| Assigned task |
Look for "tracing" in the material below and show each line that contains it.
::::::::::
//! Input parsing module for extracting chemical identifiers.
//!
//! This module turns raw pasted or uploaded text into an ordered, deduplicated
//! sequence of classified identifier tokens.
//!
//! # Delimiters
//!
//! Identifiers may be separated by `|`, newline, tab, or comma in any mixture.
//! A run of several delimiters counts as a single separator.
//!
//! # Example
//!
//! ```
//! use chemly_core::parser::{tokenize, IdentifierKind};
//!
//! let input = tokenize("Aspirin|2244\tC=O,Aspirin");
//! assert_eq!(input.len(), 3);
//! assert_eq!(input.tokens()[1].kind(), IdentifierKind::NumericId);
//! ```

mod identifier;

pub use identifier::{IdentifierKind, IdentifierToken, classify};

use std::collections::HashSet;
use std::sync::LazyLock;

use regex::Regex;
use tracing::debug;

static DELIMITER_RE: LazyLock<Regex> = LazyLock::new(|| compile_static_regex(r"[|\n\t,]+"));

fn compile_static_regex(pattern: &str) -> Regex {
    Regex::new(pattern).unwrap_or_else(|e| panic!("invalid static regex '{pattern}': {e}"))
}

/// Splits raw text into a deduplicated, order-preserving [`ResolutionInput`].
///
/// Each piece is trimmed and empty pieces are discarded. Duplicates are removed by
/// exact, case-sensitive match; the first occurrence keeps its position.
///
/// Empty or all-whitespace input yields an empty sequence, never an error.
#[must_use]
#[tracing::instrument(skip(raw_text), fields(input_len = raw_text.len()))]
pub fn tokenize(raw_text: &str) -> ResolutionInput {
    let input = ResolutionInput::from_pieces(DELIMITER_RE.split(raw_text));
    debug!(tokens = input.len(), "tokenized identifier input");
    input
}

/// Per-kind token counts, used for parse feedback.
#[derive(Debug, Clone, Copy, Default, PartialEq, Eq)]
pub struct KindCounts {
    /// Number of numeric database ids
    pub numeric_ids: usize,
    /// Number of structural notation strings
    pub structural: usize,
    /// Number of free-text names
    pub names: usize,
}

/// Ordered sequence of unique identifier tokens built once per run.
#[derive(Debug, Clone, Default, PartialEq, Eq)]
pub struct ResolutionInput {
    tokens: Vec<IdentifierToken>,
}

impl ResolutionInput {
    /// Creates an empty input.
    #[must_use]
    pub fn new() -> Self {
        Self::default()
    }

    /// Builds an input from already-split pieces: trims, drops empties, dedups.
    pub fn from_pieces<'a>(pieces: impl IntoIterator<Item = &'a str>) -> Self {
        let mut seen = HashSet::new();
        let tokens = pieces
            .into_iter()
            .map(str::trim)
            .filter(|piece| !piece.is_empty())
            .filter(|piece| seen.insert(*piece))
            .map(IdentifierToken::new)
            .collect();
        Self { tokens }
    }

    /// Returns the tokens in first-appearance order.
    #[must_use]
    pub fn tokens(&self) -> &[IdentifierToken] {
        &self.tokens
    }

    /// Returns an iterator over the tokens.
    pub fn iter(&self) -> std::slice::Iter<'_, IdentifierToken> {
        self.tokens.iter()
    }

    /// Returns count of tokens.
    #[must_use]
    pub fn len(&self) -> usize {
        self.tokens.len()
    }

    /// Returns true if there are no tokens.
    #[must_use]
    pub fn is_empty(&self) -> bool {
        self.tokens.is_empty()
    }

    /// Keeps only the first `max` tokens and returns how many were dropped.
    pub fn truncate(&mut self, max: usize) -> usize {
        let dropped = self.tokens.len().saturating_sub(max);
        self.tokens.truncate(max);
        dropped
    }

    /// Counts tokens by inferred kind.
    #[must_use]
    pub fn kind_counts(&self) -> KindCounts {
        self.tokens
            .iter()
            .fold(KindCounts::default(), |mut counts, token| {
                match token.kind() {
                    IdentifierKind::NumericId => counts.numeric_ids += 1,
                    IdentifierKind::StructuralNotation => counts.structural += 1,
                    IdentifierKind::Name => counts.names += 1,
                }
                counts
            })
    }
}

impl IntoIterator for ResolutionInput {
    type Item = IdentifierToken;
    type IntoIter = std::vec::IntoIter<IdentifierToken>;

    fn into_iter(self) -> Self::IntoIter {
        self.tokens.into_iter()
    }
}

impl<'a> IntoIterator for &'a ResolutionInput {
    type Item = &'a IdentifierToken;
    type IntoIter = std::slice::Iter<'a, IdentifierToken>;

    fn into_iter(self) -> Self::IntoIter {
        self.tokens.iter()
    }
}
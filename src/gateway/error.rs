//! Error types for compound database lookups.
//!
//! This module defines structured errors for gateway calls,
//! following the What/Why/Fix pattern used across the project.

use thiserror::Error;

/// Errors that can occur while calling the external compound database.
///
/// A lookup that succeeds but finds nothing is not an error; gateways report
/// it as `Ok(None)`.
#[derive(Debug, Clone, Error)]
pub enum LookupError {
    /// The request never produced a response (DNS, connect, TLS, timeout)
    #[error("cannot reach compound database for '{identifier}': {reason}\n  Suggestion: Check network connectivity and retry")]
    Transport {
        /// The identifier being looked up
        identifier: String,
        /// Why the request failed
        reason: String,
    },

    /// The service answered with a non-success status other than "not found"
    #[error("compound database returned HTTP {status} for '{identifier}'\n  Suggestion: {suggestion}")]
    HttpStatus {
        /// The identifier being looked up
        identifier: String,
        /// The HTTP status code
        status: u16,
        /// How to fix the issue
        suggestion: String,
    },

    /// The response arrived but could not be understood
    #[error("unexpected compound database response for '{identifier}': {reason}\n  Suggestion: The service API may have changed; retry later or report this identifier")]
    Protocol {
        /// The identifier being looked up
        identifier: String,
        /// What was wrong with the response
        reason: String,
    },

    /// The HTTP client could not be constructed
    #[error("HTTP client construction failed for {gateway}: {reason}\n  Suggestion: Check proxy environment variables and TLS configuration")]
    ClientBuild {
        /// Gateway whose client failed to build
        gateway: String,
        /// Why construction failed
        reason: String,
    },
}

impl LookupError {
    /// Creates a `Transport` error.
    #[must_use]
    pub fn transport(identifier: &str, reason: &str) -> Self {
        Self::Transport {
            identifier: identifier.to_string(),
            reason: reason.to_string(),
        }
    }

    /// Creates an `HttpStatus` error with a status-specific suggestion.
    #[must_use]
    pub fn http_status(identifier: &str, status: u16) -> Self {
        let suggestion = match status {
            400 => "Check the identifier syntax; the service rejected it as malformed",
            429 | 503 => "The service is throttling requests; increase the pacing interval",
            s if s >= 500 => "The service is unavailable; try again later",
            _ => "Check the identifier and try again",
        };
        Self::HttpStatus {
            identifier: identifier.to_string(),
            status,
            suggestion: suggestion.to_string(),
        }
    }

    /// Creates a `Protocol` error.
    #[must_use]
    pub fn protocol(identifier: &str, reason: &str) -> Self {
        Self::Protocol {
            identifier: identifier.to_string(),
            reason: reason.to_string(),
        }
    }

    /// Creates a `ClientBuild` error.
    #[must_use]
    pub fn client_build(gateway: &str, reason: &str) -> Self {
        Self::ClientBuild {
            gateway: gateway.to_string(),
            reason: reason.to_string(),
        }
    }
}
::::::::::
| Exercise response |
use tracing::debug;
#[tracing::instrument(skip(raw_text), fields(input_len = raw_text.len()))]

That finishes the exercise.